Over-reliance on mass gainers may result in deficiencies in essential vitamins and minerals, which can impact overall health and performance.
Artificial Additives and Preservatives
Mass gainers may contain artificial sweeteners, colours, and preservatives to improve taste and shelf life. These additives can have potential side effects, such as digestive issues, headaches, and long-term health concerns.
Opting for mass gainers with natural ingredients and minimal additives can help reduce these risks.
Hormonal Imbalances
The high calorie and protein intake associated with mass gainers can potentially impact hormonal balance. Excessive protein consumption can affect metabolic health and the body's ability to regulate hormones effectively. This can lead to issues such as insulin resistance and altered thyroid function.
Recommendations and Precautions
At Mr Supplement, feedback received about mass gainer negative side effects is uncommon, generally minor in nature, and temporary. Here are some tips for using mass gainers safely and effectively:
- Choose a high-quality mass gainer with natural ingredients and minimal additives. Some top-selling high-quality mass gainers in Australia include Optimum Nutrition Serious Mass, Maxs Supersize Ultra, and Elemental Nutrition Anabolic Mass.
- Use mass gainers to supplement a balanced diet, not as a replacement for whole foods.
- Monitor your calorie intake to ensure you are not consuming more than you need.
- Stay hydrated to support kidney function.
- Consider taking large recommended servings in smaller, evenly spaced intervals to ease digestion.
- Combine mass gainers with other muscle-building supplements, such as creatine, amino acids, or natural testosterone boosters.

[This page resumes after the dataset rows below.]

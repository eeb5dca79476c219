//! Data models for the water quality pipeline.

use chrono::NaiveDateTime;
use serde::{Deserialize, Serialize};
use serde_json::Value;

// ---

/// Raw sensor row as delivered by the API.
///
/// Field names are the upstream contract. Values stay loosely typed here;
/// the processor decides what is usable.
#[derive(Debug, Clone, Default, Deserialize)]
pub struct RawReading {
    // ---
    #[serde(default)]
    pub timestamp: Option<Value>,
    #[serde(default, rename = "FlowInd")]
    pub flow: Option<Value>,
    #[serde(default, rename = "TDS")]
    pub tds: Option<Value>,
    #[serde(default, rename = "pH")]
    pub ph: Option<Value>,
    #[serde(default, rename = "Depth")]
    pub depth: Option<Value>,
}

/// Cleaned reading served to the dashboard.
#[derive(Debug, Clone, PartialEq, Serialize, Deserialize)]
pub struct Reading {
    // ---
    pub timestamp: NaiveDateTime,
    pub flow: f64,
    pub tds: f64,
    pub ph: f64,
    pub depth: f64,
}

/// Cleaned, chronologically sorted batch of readings.
///
/// Built once per refresh cycle and never mutated afterwards.
#[derive(Debug, Clone, Default, PartialEq, Serialize, Deserialize)]
pub struct Dataset {
    // ---
    pub readings: Vec<Reading>,
    /// Input rows discarded because their timestamp could not be parsed.
    pub dropped_rows: usize,
}

impl Dataset {
    pub fn len(&self) -> usize {
        self.readings.len()
    }

    pub fn is_empty(&self) -> bool {
        self.readings.is_empty()
    }

    /// Readings at or after `start`. Relies on the ascending sort.
    pub fn since(&self, start: NaiveDateTime) -> &[Reading] {
        // ---
        let first = self.readings.partition_point(|r| r.timestamp < start);
        &self.readings[first..]
    }
}

/// Summary statistics over a [`Dataset`].
#[derive(Debug, Clone, Default, PartialEq, Serialize, Deserialize)]
pub struct Statistics {
    // ---
    pub records: usize,
    pub latest_reading: Option<NaiveDateTime>,
    pub avg_ph: f64,
    pub avg_tds: f64,
    pub avg_flow: f64,
    pub avg_depth: f64,
    pub dropped_rows: usize,
}

#[cfg(test)]
mod tests {
    // ---
    use super::*;
    use chrono::NaiveDate;

    fn at(hour: u32) -> NaiveDateTime {
        NaiveDate::from_ymd_opt(2024, 8, 21)
            .unwrap()
            .and_hms_opt(hour, 0, 0)
            .unwrap()
    }

    fn reading(hour: u32) -> Reading {
        Reading {
            timestamp: at(hour),
            flow: 1.0,
            tds: 100.0,
            ph: 7.0,
            depth: 2.0,
        }
    }

    #[test]
    fn test_raw_reading_uses_upstream_names() {
        // ---
        let raw: RawReading = serde_json::from_str(
            r#"{"timestamp": "21-Aug-2024 12:11:13", "FlowInd": "3.4", "TDS": 120, "pH": null}"#,
        )
        .unwrap();

        assert_eq!(raw.timestamp, Some(Value::from("21-Aug-2024 12:11:13")));
        assert_eq!(raw.flow, Some(Value::from("3.4")));
        assert_eq!(raw.tds, Some(Value::from(120)));
        assert_eq!(raw.ph, None);
        assert_eq!(raw.depth, None);
    }

    #[test]
    fn test_since_slices_sorted_readings() {
        // ---
        let dataset = Dataset {
            readings: vec![reading(1), reading(2), reading(3)],
            dropped_rows: 0,
        };

        assert_eq!(dataset.since(at(2)).len(), 2);
        assert_eq!(dataset.since(at(0)).len(), 3);
        assert!(dataset.since(at(4)).is_empty());
    }
}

- Consult with a healthcare provider before starting any new supplement regimen, especially if you have pre-existing health conditions.
Conclusion
Mass gainers can be a useful tool for individuals looking to increase their muscle mass and overall weight. However, it is important to be aware of the potential side effects and use these supplements responsibly. By understanding the risks and taking appropriate precautions, you can make the most of mass gainers while minimizing any negative impact on your health.
References
- Digestive Issues: Slavin, J. L. (2013). "Fiber and Prebiotics: Mechanisms and Health Benefits". Nutrients, 5(4), 1417-1435. doi:10.3390/nu5041417. This study discusses how high intake of certain carbohydrates can cause digestive issues like bloating and gas.

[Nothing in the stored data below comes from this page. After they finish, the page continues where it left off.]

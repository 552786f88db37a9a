// Copyright (c) 2025 Bazaryab Contributors
//
// Licensed under the MIT License
// See LICENSE file in the project root for full license information.

use std::collections::BTreeMap;
use std::time::Duration;

use config::{Config, ConfigError, Environment, File};
use serde::Deserialize;

/// Application configuration.
///
/// Loaded from optional `config/default` and `config/{env}` files plus
/// `BAZARYAB__`-prefixed environment variables, with built-in defaults for
/// every field so the binary runs with no config at all.
#[derive(Debug, Clone, Deserialize)]
pub struct Settings {
    /// Crawl orchestration defaults.
    pub crawl: CrawlSettings,
    /// Per-site overrides, keyed by adapter name.
    #[serde(default)]
    pub sites: BTreeMap<String, SiteSettings>,
}

/// Crawl orchestration settings shared by all sites.
#[derive(Debug, Clone, Deserialize)]
pub struct CrawlSettings {
    /// Upper bound on sites crawled concurrently.
    pub max_concurrent_sites: usize,
    /// Per-request timeout in seconds.
    pub request_timeout_secs: u64,
    /// Retry budget for transient failures.
    pub max_retries: u32,
    /// Minimum spacing between requests to the same site.
    pub min_delay_ms: u64,
}

/// Overrides for a single site adapter.
#[derive(Debug, Clone, Default, Deserialize)]
pub struct SiteSettings {
    /// Base URL override, mostly useful for pointing tests at a mock server.
    pub base_url: Option<String>,
    pub min_delay_ms: Option<u64>,
    pub request_timeout_secs: Option<u64>,
    pub max_retries: Option<u32>,
}

impl Settings {
    pub fn new() -> Result<Self, ConfigError> {
        let env = std::env::var("APP_ENVIRONMENT").unwrap_or_else(|_| "default".to_string());
        let builder = Config::builder()
            .set_default("crawl.max_concurrent_sites", 3)?
            .set_default("crawl.request_timeout_secs", 20)?
            .set_default("crawl.max_retries", 2)?
            .set_default("crawl.min_delay_ms", 1000)?
            .add_source(File::with_name("config/default").required(false))
            .add_source(File::with_name(&format!("config/{}", env)).required(false))
            .add_source(Environment::with_prefix("BAZARYAB").separator("__"));

        builder.build()?.try_deserialize()
    }

    /// Effective per-request timeout for a site, falling back to the
    /// crawl-wide default.
    pub fn request_timeout(&self, site: &str) -> Duration {
        let secs = self
            .sites
            .get(site)
            .and_then(|s| s.request_timeout_secs)
            .unwrap_or(self.crawl.request_timeout_secs);
        Duration::from_secs(secs)
    }

    /// Effective minimum request spacing for a site.
    pub fn min_delay(&self, site: &str) -> Duration {
        let ms = self
            .sites
            .get(site)
            .and_then(|s| s.min_delay_ms)
            .unwrap_or(self.crawl.min_delay_ms);
        Duration::from_millis(ms)
    }

    /// Effective retry budget for a site.
    pub fn max_retries(&self, site: &str) -> u32 {
        self.sites
            .get(site)
            .and_then(|s| s.max_retries)
            .unwrap_or(self.crawl.max_retries)
    }

    pub fn base_url(&self, site: &str) -> Option<&str> {
        self.sites.get(site).and_then(|s| s.base_url.as_deref())
    }
}

impl Default for Settings {
    fn default() -> Self {
        Self {
            crawl: CrawlSettings {
                max_concurrent_sites: 3,
                request_timeout_secs: 20,
                max_retries: 2,
                min_delay_ms: 1000,
            },
            sites: BTreeMap::new(),
        }
    }
}

#[cfg(test)]
mod tests {
    use super::*;

    #[test]
    fn defaults_apply_without_config_files() {
        let settings = Settings::new().expect("built-in defaults must load");
        assert_eq!(settings.crawl.max_concurrent_sites, 3);
        assert_eq!(settings.crawl.max_retries, 2);
        assert!(settings.sites.is_empty());
    }

    #[test]
    fn site_overrides_win_over_crawl_defaults() {
        let mut settings = Settings::default();
        settings.sites.insert(
            "divar".to_string(),
            SiteSettings {
                base_url: Some("http://localhost:9000".to_string()),
                min_delay_ms: Some(0),
                request_timeout_secs: Some(5),
                max_retries: Some(0),
            },
        );

        assert_eq!(settings.min_delay("divar"), Duration::from_millis(0));
        assert_eq!(settings.request_timeout("divar"), Duration::from_secs(5));
        assert_eq!(settings.max_retries("divar"), 0);
        assert_eq!(settings.base_url("divar"), Some("http://localhost:9000"));
        // Unknown site falls back to crawl-wide defaults.
        assert_eq!(settings.min_delay("sheypoor"), Duration::from_millis(1000));
        assert_eq!(settings.max_retries("sheypoor"), 2);
        assert!(settings.base_url("sheypoor").is_none());
    }
}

- Weight Gain and Fat Accumulation: Bray, G. A., Smith, S. R., de Jonge, L., Xie, H., Rood, J., Martin, C. K., ... & Redman, L. M. (2012). "Effect of diet composition on energy expenditure during weight loss maintenance: A controlled feeding study". The American Journal of Clinical Nutrition, 95(4), 614-625. doi:10.3945/ajcn.111.026682. This paper explores how different diet compositions affect weight gain and fat accumulation.
- Blood Sugar Spikes: Sievenpiper, J. L., de Souza, R. J., Mirrahimi, A., Yu, M. E., Carleton, A. J., Beyene, J., ... & Jenkins, D. J. (2012). "Effect of fructose on body weight in controlled feeding trials: a systematic review and meta-analysis". Annals of Internal Medicine, 156(4), 291-304. doi:10.7326/0003-4819-156-4-201202210-00007. This study reviews the effects of high sugar intake on blood sugar levels and weight gain.
- Kidney Stress: Martin, W. F., Armstrong, L. E., & Rodriguez, N. R. (2005). "Dietary protein intake and renal function". Nutrition & Metabolism, 2, 25. doi:10.1186/1743-7075-2-25. This research examines the impact of high protein intake on kidney function.
- Allergic Reactions: Sicherer, S. H., & Sampson, H. A. (2014). "Food allergy: Epidemiology, pathogenesis, diagnosis, and treatment". The Journal of Allergy and Clinical Immunology, 133(2), 291-307. doi:10.1016/j.jaci.2013.11.020. This article provides information on common food allergens and their effects on individuals with allergies.